December 11, 1987|STACY FINZ

SPRING VALLEY — "A lot of people think that music videos came with MTV," said David Peck. "What they don't realize is they've been making music shorts since the '30s."

Peck, 21, is a rock 'n' roll archivist: He has collected rare vintage footage of the music world's stars in their rare and not-so-rare television appearances on over 200 videotapes. His collection ranges from footage of the Beatles' appearances on the "Ed Sullivan Show" to a music promotional that Bessie Smith made in 1929. He also owns 2,500 singles, 500 albums, 300 cassettes and 100 compact discs.

Peck said there really isn't anything new about music videos "except that the ones they're making now aren't very good. Half the time on MTV, all you see is some pretty girl dancing around, and you don't even see the band until the video is just about over."

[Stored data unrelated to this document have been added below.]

use std::io;

use lol_html::errors::RewritingError;
use thiserror::Error;

/// Errors surfaced by the caption filter.
///
/// Rewriting and DOM mutation never fail on their own; only settings parsing and the
/// streaming sink can produce one of these.
#[derive(Debug, Error)]
pub enum CaptionError {
    /// `without_script` mode needs at least one class to look for.
    #[error("`classes` must name at least one class when mode is `without_script`")]
    MissingClasses,

    /// Settings JSON did not match the expected shape.
    #[error("invalid filter settings: {0}")]
    Settings(#[from] serde_json::Error),

    /// lol_html rejected the input or a handler failed.
    #[error("streaming rewrite failed: {0}")]
    Rewriting(String),

    /// The destination writer failed.
    #[error(transparent)]
    Io(io::Error),
}

impl From<io::Error> for CaptionError {
    /// lol_html errors reach callers through `io::Write`; they are unwrapped back into
    /// [`CaptionError::Rewriting`].
    fn from(err: io::Error) -> Self {
        let rewriting = err
            .get_ref()
            .is_some_and(|inner| inner.is::<RewritingError>());
        if rewriting {
            CaptionError::Rewriting(err.to_string())
        } else {
            CaptionError::Io(err)
        }
    }
}

/// Convenience alias used across the crate.
pub type Result<T, E = CaptionError> = std::result::Result<T, E>;
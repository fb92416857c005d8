//! Image caption filter.
//!
//! Turns `<img class="caption" title="...">` into a `<figure>` holding the image and a
//! `<figcaption>` built from the title. Three paths share one qualification rule:
//!
//! - [`markup::rewrite`] scans HTML text with patterns and rewrites matching tags.
//! - [`CaptionRewriter`] does the same while streaming through lol_html.
//! - [`CaptionMutator`] mutates a parsed DOM in place, taking geometry from a [`Layout`].
//!
//! [`CaptionFilter`] picks between markup rewriting and the client-side library based on
//! [`FilterSettings`].

pub mod attributes;
pub mod config;
pub mod descriptor;
pub mod dom;
pub mod error;
pub mod filter;
pub mod markup;
pub mod streaming_rewriter;

pub use attributes::{ImageAttributes, MarkupTag};
pub use config::{ActiveClasses, CaptionMode, FilterSettings};
pub use descriptor::{Alignment, CaptionedImage, FigureBuilder, PROCESSED_MARKER, Px, qualify};
pub use dom::{CaptionMutator, DomFigure, Layout, StaticLayout, caption_fragment};
pub use error::{CaptionError, Result};
pub use filter::{CLIENT_LIBRARY, CaptionFilter, FilterResult};
pub use markup::{MarkupFigure, rewrite};
pub use streaming_rewriter::{CaptionRewriter, rewrite_streaming};

/// Crate version, as reported to bindings.
pub fn version() -> &'static str {
    env!("CARGO_PKG_VERSION")
}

Peck's assemblage has made him an authority on rock from the "Big Chill" era and earlier. He has signed a publishing contract with Pierian Press to write a book on the topic with San Diego Reader music critic John D'Agostino. Peck will also present a program curated with D'Agostino and La Jolla Museum's film curator, Greg Kahn, of rare television footage, featuring major soul artists of the '60s, at the La Jolla Museum of Contemporary Art's Sherwood Auditorium at 7:30 and 10:30 p.m. tonight and Saturday.

Peck has shown his work once before at the museum and in seven months will take another presentation on a tour of museums on the West Coast. He said he thinks museums are the perfect places to show his collection.

"I love to show off what I have," he said. "I want people to see this stuff. I don't really know what I'm going to do with it. I haven't yet figured out a way to make money with it."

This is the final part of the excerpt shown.